--- GIVEN DATA Enclosed Below ---

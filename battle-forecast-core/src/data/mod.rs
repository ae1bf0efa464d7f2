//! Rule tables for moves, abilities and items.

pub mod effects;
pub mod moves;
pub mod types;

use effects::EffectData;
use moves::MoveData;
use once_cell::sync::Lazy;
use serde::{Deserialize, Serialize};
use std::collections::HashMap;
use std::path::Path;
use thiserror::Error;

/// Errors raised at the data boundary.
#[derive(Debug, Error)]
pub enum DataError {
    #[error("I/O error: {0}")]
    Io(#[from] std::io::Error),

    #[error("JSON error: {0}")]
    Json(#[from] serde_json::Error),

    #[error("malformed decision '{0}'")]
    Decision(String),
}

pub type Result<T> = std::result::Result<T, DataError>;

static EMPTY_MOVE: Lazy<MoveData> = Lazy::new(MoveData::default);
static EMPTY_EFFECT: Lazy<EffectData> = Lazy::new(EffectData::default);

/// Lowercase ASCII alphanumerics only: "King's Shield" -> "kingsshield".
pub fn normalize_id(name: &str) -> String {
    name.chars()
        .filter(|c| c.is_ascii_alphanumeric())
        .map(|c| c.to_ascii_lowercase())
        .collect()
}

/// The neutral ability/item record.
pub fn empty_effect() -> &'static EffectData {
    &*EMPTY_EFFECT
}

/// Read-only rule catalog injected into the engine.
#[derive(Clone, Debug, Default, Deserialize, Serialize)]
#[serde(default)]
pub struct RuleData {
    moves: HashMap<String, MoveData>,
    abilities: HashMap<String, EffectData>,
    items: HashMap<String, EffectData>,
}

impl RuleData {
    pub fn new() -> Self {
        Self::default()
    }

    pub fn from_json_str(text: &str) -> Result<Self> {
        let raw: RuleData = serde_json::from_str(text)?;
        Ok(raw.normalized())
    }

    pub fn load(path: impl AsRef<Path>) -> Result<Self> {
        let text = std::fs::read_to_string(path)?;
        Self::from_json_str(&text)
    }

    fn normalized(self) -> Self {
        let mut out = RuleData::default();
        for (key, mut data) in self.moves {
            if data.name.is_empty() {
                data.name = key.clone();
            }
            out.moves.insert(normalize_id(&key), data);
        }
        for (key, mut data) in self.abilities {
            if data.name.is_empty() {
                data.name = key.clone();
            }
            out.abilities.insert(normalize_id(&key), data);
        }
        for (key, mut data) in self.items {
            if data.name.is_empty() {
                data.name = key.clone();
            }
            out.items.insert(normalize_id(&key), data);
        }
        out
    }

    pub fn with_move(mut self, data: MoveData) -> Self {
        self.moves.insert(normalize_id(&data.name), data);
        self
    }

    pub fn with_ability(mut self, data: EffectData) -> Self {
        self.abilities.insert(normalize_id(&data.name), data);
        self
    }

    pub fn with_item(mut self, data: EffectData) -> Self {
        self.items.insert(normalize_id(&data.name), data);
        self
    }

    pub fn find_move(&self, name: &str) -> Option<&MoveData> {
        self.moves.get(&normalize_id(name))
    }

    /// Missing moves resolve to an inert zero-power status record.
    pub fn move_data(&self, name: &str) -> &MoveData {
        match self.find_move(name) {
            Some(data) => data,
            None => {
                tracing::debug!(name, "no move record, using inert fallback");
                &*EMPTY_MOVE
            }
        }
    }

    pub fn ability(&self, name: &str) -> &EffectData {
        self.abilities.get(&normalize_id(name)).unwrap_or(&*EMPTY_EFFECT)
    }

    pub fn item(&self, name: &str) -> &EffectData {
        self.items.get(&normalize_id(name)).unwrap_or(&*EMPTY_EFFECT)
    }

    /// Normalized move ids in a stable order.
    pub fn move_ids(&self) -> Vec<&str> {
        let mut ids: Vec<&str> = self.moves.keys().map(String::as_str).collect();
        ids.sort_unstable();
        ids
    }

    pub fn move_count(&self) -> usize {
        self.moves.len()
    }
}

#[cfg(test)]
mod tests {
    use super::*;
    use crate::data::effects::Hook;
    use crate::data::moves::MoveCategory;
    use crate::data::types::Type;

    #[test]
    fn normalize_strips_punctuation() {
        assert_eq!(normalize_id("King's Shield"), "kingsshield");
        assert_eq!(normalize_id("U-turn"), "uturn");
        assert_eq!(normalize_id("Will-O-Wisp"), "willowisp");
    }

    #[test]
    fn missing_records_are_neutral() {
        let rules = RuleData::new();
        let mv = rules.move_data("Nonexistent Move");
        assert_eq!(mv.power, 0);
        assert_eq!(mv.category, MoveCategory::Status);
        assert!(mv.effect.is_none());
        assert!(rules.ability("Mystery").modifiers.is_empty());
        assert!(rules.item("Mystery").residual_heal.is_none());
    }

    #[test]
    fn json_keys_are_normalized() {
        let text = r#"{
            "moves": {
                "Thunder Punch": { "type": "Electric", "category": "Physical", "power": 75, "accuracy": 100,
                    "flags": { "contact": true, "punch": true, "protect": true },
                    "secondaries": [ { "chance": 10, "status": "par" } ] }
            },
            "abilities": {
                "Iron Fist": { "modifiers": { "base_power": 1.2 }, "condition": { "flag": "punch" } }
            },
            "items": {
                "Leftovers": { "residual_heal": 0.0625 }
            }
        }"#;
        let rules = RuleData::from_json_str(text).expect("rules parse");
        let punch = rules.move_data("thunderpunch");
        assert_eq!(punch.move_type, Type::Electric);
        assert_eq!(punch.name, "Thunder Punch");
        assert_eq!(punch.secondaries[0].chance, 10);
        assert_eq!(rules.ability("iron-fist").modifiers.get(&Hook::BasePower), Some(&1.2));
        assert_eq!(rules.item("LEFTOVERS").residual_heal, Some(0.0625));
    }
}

--- End of Enclosed GIVEN DATA ---
--- GIVEN DATA Enclosed Below ---

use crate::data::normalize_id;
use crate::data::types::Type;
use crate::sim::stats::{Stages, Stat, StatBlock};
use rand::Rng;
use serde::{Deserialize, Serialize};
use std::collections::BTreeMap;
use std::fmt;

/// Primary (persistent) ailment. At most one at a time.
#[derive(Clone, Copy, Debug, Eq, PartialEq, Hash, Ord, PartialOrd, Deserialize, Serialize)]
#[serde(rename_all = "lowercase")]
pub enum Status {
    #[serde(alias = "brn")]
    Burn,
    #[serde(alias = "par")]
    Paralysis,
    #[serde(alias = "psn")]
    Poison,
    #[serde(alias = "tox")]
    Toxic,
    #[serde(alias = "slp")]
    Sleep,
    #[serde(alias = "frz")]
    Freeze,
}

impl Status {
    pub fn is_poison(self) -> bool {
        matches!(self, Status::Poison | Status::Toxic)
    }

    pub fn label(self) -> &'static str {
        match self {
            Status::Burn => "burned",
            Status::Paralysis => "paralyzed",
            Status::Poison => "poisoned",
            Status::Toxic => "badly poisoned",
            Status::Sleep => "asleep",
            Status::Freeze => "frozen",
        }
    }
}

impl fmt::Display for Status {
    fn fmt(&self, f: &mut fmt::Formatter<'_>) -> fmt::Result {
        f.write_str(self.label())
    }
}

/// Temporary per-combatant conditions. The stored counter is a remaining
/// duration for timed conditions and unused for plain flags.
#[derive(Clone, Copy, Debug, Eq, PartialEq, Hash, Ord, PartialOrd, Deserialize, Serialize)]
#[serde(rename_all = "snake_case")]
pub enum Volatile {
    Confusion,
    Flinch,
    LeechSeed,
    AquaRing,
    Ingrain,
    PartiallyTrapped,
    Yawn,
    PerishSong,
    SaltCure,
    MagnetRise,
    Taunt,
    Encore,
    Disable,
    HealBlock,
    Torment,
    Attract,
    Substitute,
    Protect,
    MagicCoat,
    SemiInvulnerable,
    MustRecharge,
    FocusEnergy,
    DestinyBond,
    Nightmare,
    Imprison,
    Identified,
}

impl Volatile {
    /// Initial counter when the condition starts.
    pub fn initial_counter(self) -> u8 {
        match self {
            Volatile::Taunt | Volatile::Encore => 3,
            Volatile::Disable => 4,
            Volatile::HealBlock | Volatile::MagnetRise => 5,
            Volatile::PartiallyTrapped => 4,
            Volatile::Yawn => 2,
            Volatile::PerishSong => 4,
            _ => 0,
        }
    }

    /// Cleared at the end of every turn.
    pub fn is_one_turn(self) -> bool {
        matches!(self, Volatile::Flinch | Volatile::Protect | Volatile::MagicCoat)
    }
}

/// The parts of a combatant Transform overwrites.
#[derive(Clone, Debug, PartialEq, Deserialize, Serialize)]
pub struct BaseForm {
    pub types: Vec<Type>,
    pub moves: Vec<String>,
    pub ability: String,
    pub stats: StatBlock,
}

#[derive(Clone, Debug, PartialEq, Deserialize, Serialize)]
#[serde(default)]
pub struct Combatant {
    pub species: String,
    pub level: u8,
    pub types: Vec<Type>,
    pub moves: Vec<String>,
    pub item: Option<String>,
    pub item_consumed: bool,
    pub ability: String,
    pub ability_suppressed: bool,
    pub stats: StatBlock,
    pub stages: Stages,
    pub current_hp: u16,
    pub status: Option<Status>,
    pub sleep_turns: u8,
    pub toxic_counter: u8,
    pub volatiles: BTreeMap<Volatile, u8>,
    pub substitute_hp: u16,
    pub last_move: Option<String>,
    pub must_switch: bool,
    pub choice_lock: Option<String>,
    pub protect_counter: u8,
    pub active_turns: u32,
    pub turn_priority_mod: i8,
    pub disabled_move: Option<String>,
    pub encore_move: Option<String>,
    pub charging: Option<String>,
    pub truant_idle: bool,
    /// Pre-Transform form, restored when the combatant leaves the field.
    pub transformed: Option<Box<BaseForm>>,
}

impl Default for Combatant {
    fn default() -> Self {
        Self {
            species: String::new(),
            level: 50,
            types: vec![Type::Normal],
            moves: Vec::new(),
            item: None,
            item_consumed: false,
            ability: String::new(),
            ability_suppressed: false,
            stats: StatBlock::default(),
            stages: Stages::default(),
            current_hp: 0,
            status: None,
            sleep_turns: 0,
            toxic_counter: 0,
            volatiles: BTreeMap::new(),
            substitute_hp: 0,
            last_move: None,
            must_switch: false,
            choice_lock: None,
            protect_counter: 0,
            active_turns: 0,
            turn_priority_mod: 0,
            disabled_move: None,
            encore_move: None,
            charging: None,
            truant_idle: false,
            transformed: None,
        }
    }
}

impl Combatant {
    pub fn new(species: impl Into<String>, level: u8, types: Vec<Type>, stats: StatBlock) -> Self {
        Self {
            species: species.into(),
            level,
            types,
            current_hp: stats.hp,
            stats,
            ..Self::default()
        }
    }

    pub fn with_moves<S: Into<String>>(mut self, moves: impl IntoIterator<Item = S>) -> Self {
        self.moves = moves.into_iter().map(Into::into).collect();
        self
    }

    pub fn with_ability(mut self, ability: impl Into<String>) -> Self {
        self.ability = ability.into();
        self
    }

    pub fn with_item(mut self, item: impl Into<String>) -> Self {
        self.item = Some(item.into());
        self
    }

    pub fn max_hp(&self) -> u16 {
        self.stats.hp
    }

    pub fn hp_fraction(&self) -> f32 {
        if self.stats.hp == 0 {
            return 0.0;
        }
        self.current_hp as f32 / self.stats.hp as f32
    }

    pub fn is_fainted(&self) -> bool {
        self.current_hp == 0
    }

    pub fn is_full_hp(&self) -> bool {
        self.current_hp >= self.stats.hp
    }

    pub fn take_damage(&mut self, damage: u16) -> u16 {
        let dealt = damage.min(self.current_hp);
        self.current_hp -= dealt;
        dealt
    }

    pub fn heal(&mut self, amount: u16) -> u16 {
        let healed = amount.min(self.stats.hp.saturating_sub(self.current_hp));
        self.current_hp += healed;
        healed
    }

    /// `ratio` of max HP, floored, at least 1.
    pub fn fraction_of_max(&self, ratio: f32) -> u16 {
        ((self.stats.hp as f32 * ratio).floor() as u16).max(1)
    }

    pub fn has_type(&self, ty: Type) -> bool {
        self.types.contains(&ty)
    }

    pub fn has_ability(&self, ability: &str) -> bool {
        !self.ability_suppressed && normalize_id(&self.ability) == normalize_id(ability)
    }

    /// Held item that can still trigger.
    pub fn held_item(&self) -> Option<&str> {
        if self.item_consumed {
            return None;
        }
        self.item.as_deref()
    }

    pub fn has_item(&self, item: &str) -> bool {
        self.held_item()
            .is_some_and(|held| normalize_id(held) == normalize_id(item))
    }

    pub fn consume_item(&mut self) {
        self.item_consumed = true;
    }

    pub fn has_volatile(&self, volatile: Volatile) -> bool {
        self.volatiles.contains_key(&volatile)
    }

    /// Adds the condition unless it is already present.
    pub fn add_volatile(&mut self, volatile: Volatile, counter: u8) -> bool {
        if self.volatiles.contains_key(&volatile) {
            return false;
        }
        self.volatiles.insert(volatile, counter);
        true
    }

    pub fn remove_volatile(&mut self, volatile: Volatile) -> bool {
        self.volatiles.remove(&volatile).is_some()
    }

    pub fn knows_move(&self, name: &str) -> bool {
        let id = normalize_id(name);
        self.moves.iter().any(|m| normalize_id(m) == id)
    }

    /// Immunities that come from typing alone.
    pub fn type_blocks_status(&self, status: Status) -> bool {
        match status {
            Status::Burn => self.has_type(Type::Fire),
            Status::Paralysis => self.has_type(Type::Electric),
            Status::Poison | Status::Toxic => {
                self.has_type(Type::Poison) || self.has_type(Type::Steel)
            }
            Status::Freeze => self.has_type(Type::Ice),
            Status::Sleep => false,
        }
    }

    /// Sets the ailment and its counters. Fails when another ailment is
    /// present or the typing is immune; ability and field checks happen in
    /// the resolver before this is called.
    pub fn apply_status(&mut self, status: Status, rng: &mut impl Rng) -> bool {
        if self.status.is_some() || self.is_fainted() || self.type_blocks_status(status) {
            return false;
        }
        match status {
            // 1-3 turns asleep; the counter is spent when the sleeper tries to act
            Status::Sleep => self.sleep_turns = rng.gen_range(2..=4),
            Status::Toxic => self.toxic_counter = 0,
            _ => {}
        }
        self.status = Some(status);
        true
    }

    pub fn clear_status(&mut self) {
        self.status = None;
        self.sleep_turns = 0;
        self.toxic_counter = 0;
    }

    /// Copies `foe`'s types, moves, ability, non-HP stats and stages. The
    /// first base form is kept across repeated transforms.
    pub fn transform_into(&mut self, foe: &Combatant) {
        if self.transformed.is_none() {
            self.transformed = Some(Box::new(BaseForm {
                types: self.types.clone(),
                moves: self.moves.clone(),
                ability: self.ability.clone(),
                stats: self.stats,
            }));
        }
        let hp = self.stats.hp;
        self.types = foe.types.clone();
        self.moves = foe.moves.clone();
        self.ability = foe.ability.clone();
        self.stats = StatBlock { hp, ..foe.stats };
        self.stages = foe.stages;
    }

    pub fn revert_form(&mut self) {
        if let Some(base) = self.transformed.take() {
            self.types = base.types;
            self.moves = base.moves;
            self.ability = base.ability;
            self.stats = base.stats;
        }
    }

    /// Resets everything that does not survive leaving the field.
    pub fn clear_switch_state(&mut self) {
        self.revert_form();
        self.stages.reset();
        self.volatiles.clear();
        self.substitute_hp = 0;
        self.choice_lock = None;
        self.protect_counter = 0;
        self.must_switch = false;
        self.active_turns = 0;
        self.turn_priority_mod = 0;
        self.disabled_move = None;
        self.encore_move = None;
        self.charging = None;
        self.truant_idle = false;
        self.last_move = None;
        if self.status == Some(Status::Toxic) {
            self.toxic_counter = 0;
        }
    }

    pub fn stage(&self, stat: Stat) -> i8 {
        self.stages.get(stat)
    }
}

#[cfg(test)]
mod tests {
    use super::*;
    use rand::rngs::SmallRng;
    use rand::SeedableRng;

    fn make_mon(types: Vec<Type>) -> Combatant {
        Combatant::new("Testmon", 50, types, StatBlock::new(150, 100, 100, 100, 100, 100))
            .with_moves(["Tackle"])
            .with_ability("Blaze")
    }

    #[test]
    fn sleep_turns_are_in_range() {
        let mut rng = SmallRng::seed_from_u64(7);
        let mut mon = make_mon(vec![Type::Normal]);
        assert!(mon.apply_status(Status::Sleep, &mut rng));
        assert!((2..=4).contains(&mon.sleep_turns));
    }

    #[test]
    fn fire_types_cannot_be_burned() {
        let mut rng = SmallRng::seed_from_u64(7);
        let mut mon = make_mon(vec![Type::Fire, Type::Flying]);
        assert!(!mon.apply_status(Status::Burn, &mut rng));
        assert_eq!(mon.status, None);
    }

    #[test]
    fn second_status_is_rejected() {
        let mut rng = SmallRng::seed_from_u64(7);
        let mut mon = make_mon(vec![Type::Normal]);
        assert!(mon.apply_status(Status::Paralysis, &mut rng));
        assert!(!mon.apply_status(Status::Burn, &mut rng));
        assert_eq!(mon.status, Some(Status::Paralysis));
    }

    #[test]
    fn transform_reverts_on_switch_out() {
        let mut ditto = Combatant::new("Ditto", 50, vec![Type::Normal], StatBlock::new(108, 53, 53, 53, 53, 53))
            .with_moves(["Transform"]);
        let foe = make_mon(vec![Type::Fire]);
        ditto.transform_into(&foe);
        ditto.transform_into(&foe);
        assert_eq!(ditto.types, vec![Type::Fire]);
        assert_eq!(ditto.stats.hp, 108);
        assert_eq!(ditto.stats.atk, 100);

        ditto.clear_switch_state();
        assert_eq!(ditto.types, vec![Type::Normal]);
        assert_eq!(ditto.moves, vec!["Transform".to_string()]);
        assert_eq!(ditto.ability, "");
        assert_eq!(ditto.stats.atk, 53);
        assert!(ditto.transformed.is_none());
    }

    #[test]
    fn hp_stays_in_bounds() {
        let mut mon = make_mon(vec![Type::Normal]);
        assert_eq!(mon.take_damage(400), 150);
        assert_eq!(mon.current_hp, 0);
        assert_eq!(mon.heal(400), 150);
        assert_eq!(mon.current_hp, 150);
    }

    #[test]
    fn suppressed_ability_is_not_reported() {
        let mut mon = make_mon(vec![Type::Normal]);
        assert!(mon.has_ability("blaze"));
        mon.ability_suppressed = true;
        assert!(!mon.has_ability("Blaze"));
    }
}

--- End of Enclosed GIVEN DATA ---

AIM OF THE TASK
Note each line above that holds "return", then copy all of them.

WRITTEN RESPONSE
            return 0.0;
            return None;
            return false;
            return false;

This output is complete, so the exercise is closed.